====== INFORMATION ======

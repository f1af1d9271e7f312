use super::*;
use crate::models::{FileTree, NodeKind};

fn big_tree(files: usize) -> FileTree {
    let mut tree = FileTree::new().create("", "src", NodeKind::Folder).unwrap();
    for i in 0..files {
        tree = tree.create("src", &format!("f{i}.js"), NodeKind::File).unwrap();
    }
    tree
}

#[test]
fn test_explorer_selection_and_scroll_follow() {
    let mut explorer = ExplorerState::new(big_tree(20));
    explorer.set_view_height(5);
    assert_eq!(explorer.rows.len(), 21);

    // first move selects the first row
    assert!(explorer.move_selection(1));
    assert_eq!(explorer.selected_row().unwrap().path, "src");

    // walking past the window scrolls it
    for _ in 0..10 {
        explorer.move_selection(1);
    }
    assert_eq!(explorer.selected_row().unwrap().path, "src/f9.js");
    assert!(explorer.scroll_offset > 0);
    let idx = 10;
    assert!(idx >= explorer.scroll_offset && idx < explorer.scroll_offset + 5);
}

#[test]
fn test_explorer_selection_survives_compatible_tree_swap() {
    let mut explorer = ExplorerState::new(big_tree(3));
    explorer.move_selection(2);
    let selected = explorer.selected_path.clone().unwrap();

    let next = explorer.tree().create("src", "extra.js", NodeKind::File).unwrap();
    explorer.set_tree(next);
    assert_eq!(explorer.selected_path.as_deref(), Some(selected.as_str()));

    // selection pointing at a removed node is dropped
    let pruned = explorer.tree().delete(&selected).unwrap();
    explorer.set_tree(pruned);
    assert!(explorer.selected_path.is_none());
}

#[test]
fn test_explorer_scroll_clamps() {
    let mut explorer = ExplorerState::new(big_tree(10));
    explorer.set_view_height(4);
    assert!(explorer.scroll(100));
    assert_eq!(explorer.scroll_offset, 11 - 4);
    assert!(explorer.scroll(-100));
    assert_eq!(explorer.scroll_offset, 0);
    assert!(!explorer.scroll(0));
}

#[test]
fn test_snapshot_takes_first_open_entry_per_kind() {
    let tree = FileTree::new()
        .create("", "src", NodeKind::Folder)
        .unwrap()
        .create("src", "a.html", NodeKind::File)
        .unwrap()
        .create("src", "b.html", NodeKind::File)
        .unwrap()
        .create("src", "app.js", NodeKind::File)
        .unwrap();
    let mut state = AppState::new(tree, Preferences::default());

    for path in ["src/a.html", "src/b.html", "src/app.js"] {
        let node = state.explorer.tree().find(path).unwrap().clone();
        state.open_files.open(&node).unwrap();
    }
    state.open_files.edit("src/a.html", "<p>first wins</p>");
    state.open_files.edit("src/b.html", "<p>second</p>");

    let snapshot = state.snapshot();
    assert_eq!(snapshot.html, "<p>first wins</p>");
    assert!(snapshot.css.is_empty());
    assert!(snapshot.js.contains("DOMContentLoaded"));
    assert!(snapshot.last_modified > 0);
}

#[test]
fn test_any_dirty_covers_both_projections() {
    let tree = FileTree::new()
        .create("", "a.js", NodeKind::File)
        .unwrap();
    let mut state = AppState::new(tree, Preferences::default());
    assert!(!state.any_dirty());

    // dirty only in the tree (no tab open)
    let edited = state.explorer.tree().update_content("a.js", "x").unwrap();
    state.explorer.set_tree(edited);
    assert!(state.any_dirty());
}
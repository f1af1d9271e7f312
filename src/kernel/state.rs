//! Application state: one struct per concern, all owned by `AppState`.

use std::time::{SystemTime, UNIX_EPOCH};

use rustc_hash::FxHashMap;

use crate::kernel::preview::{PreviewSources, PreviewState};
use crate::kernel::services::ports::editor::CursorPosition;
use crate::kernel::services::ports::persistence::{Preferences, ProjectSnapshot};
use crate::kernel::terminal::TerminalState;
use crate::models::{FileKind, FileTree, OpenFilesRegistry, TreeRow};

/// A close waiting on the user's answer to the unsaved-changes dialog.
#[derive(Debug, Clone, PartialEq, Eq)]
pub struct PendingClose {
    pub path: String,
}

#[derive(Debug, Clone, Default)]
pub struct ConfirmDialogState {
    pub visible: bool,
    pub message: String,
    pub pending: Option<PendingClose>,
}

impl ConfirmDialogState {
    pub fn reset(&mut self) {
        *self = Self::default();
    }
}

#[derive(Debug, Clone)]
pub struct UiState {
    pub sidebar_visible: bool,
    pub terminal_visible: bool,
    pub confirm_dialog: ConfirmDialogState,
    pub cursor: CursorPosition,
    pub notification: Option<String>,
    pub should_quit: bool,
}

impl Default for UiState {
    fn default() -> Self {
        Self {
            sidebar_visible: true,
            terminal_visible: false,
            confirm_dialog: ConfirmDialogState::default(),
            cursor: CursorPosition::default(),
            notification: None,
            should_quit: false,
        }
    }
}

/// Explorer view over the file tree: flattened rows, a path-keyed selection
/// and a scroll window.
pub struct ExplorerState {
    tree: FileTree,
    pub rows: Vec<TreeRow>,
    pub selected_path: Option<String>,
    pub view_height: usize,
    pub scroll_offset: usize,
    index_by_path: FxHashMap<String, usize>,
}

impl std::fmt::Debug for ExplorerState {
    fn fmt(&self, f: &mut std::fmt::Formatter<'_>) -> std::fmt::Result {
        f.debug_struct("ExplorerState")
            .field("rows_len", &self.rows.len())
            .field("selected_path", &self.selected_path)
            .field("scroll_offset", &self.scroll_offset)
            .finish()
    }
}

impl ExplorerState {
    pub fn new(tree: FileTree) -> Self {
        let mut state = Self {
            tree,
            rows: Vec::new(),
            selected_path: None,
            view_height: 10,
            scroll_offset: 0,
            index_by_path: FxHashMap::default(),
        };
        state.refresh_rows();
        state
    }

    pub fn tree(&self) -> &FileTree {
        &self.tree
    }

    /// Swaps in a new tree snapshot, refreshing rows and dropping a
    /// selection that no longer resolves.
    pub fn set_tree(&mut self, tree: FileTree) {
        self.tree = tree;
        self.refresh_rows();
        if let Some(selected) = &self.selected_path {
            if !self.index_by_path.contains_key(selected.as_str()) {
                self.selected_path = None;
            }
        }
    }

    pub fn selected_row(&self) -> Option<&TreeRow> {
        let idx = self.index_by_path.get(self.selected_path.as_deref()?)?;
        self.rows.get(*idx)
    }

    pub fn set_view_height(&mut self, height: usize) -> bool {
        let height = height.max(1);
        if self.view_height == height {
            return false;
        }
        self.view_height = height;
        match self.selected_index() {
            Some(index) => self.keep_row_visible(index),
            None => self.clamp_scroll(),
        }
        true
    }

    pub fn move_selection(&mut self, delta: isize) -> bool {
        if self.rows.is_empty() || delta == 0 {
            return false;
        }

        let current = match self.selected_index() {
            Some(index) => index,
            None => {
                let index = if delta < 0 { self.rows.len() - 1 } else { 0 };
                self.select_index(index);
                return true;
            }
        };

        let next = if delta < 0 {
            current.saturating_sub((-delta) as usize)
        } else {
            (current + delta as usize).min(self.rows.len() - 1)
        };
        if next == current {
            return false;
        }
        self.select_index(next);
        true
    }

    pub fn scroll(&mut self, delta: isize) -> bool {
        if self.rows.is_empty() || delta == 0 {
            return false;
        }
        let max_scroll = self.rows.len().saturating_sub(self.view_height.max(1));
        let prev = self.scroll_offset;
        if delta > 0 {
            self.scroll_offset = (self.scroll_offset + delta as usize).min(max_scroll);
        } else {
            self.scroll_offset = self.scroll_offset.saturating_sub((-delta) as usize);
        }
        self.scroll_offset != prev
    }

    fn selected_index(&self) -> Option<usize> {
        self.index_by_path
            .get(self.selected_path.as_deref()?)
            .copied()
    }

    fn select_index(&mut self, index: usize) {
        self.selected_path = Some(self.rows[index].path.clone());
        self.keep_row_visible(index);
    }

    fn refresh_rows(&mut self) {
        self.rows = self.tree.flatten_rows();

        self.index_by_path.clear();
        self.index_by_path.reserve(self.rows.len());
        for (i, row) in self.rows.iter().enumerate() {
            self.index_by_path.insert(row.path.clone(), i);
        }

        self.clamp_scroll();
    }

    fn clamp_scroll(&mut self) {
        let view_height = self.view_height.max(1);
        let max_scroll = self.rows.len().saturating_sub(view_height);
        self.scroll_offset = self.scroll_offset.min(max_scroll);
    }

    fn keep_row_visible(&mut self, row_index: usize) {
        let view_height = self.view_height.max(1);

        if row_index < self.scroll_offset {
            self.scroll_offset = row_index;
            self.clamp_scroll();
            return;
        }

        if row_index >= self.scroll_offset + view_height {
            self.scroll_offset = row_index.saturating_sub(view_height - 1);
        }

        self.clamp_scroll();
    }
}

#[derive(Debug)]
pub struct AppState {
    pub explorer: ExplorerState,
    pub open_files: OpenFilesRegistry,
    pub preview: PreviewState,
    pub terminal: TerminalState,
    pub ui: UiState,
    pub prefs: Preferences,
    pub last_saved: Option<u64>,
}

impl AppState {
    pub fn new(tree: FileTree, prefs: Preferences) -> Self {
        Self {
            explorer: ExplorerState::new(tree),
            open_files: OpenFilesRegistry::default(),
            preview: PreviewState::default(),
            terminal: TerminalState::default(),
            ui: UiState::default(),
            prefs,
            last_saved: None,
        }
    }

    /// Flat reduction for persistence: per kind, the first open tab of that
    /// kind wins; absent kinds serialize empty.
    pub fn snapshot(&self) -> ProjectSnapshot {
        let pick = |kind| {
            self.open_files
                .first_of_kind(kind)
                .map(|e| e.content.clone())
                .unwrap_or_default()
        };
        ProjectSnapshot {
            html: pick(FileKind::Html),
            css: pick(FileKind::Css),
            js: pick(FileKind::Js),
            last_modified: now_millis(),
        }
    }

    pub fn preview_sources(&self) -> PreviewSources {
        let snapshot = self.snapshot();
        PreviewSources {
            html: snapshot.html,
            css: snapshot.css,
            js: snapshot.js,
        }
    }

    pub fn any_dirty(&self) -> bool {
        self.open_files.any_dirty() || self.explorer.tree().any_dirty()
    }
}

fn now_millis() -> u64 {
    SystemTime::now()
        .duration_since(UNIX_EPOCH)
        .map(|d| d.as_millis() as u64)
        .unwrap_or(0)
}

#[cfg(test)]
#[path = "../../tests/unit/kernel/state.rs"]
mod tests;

======

» **PROBLEM STATEMENT**:
Show every line above in which the word "pruned" appears.

» **EXERCISE SOLUTION**:
    let pruned = explorer.tree().delete(&selected).unwrap();
    explorer.set_tree(pruned);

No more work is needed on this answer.